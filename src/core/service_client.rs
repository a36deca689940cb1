// src/core/service_client.rs
//! HTTP client for the job API: both job lists and the search log

use anyhow::{Context, Result};
use serde_json::Value;
use tracing::{info, trace};

use super::config_manager::ServiceConfig;
use crate::search::SearchTermSink;
use crate::types::{decode_postings, JobPosting};

const RECOMMENDED_JOBS_ENDPOINT: &str = "/jobs/recommended";
const ALL_JOBS_ENDPOINT: &str = "/jobs";
const SEARCH_LOG_ENDPOINT: &str = "/search-log";

pub struct JobApiClient {
    client: reqwest::Client,
    base_url: String,
}

impl JobApiClient {
    pub fn new(config: &ServiceConfig) -> Result<Self> {
        let client = reqwest::Client::builder()
            .timeout(std::time::Duration::from_secs(config.timeout_seconds))
            .build()
            .context("Failed to create HTTP client")?;

        Ok(Self {
            client,
            base_url: config.job_api_url.trim_end_matches('/').to_string(),
        })
    }

    pub fn base_url(&self) -> &str {
        &self.base_url
    }

    /// Postings the backend recommends for the current user
    pub async fn fetch_recommended(&self) -> Result<Vec<JobPosting>> {
        self.fetch_postings(RECOMMENDED_JOBS_ENDPOINT).await
    }

    /// Every open posting
    pub async fn fetch_all(&self) -> Result<Vec<JobPosting>> {
        self.fetch_postings(ALL_JOBS_ENDPOINT).await
    }

    /// Send a debounced search term to the search log
    pub async fn record_search_term(&self, term: &str) -> Result<()> {
        let url = self.url(SEARCH_LOG_ENDPOINT);
        trace!("Posting search term to {}", url);

        let response = self
            .client
            .post(&url)
            .json(&serde_json::json!({ "term": term }))
            .send()
            .await
            .with_context(|| format!("Failed to POST to {}", url))?;

        let status = response.status();
        if status.is_success() {
            Ok(())
        } else {
            let error_text = response
                .text()
                .await
                .unwrap_or_else(|_| "Unknown error".to_string());
            anyhow::bail!("Search log returned error status {}: {}", status, error_text)
        }
    }

    async fn fetch_postings(&self, endpoint: &str) -> Result<Vec<JobPosting>> {
        let url = self.url(endpoint);
        info!("Fetching job postings: {}", url);

        let response = self
            .client
            .get(&url)
            .send()
            .await
            .with_context(|| format!("Failed to GET from {}", url))?;

        let status = response.status();
        if status.is_success() {
            let payload: Value = response
                .json()
                .await
                .with_context(|| format!("Failed to parse job list from {}", url))?;
            let postings = decode_postings(payload);
            info!("Received {} postings from {}", postings.len(), endpoint);
            Ok(postings)
        } else {
            let error_text = response
                .text()
                .await
                .unwrap_or_else(|_| "Unknown error".to_string());
            anyhow::bail!("HTTP {} error from {}: {}", status, url, error_text)
        }
    }

    fn url(&self, endpoint: &str) -> String {
        format!("{}{}", self.base_url, endpoint)
    }
}

impl SearchTermSink for JobApiClient {
    async fn record(&self, term: &str) -> Result<()> {
        self.record_search_term(term).await
    }
}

## [Task]
What is needed is an exact copy of the entries above, from the first line through the line holding "const ALL_JOBS_ENDPOINT: &str", with both of those lines kept; please give nothing else.

## [Response]
filename src/core/service_client.rs
repository a36deca689940cb1
// src/core/service_client.rs
//! HTTP client for the job API: both job lists and the search log

use anyhow::{Context, Result};
use serde_json::Value;
use tracing::{info, trace};

use super::config_manager::ServiceConfig;
use crate::search::SearchTermSink;
use crate::types::{decode_postings, JobPosting};

const RECOMMENDED_JOBS_ENDPOINT: &str = "/jobs/recommended";
const ALL_JOBS_ENDPOINT: &str = "/jobs";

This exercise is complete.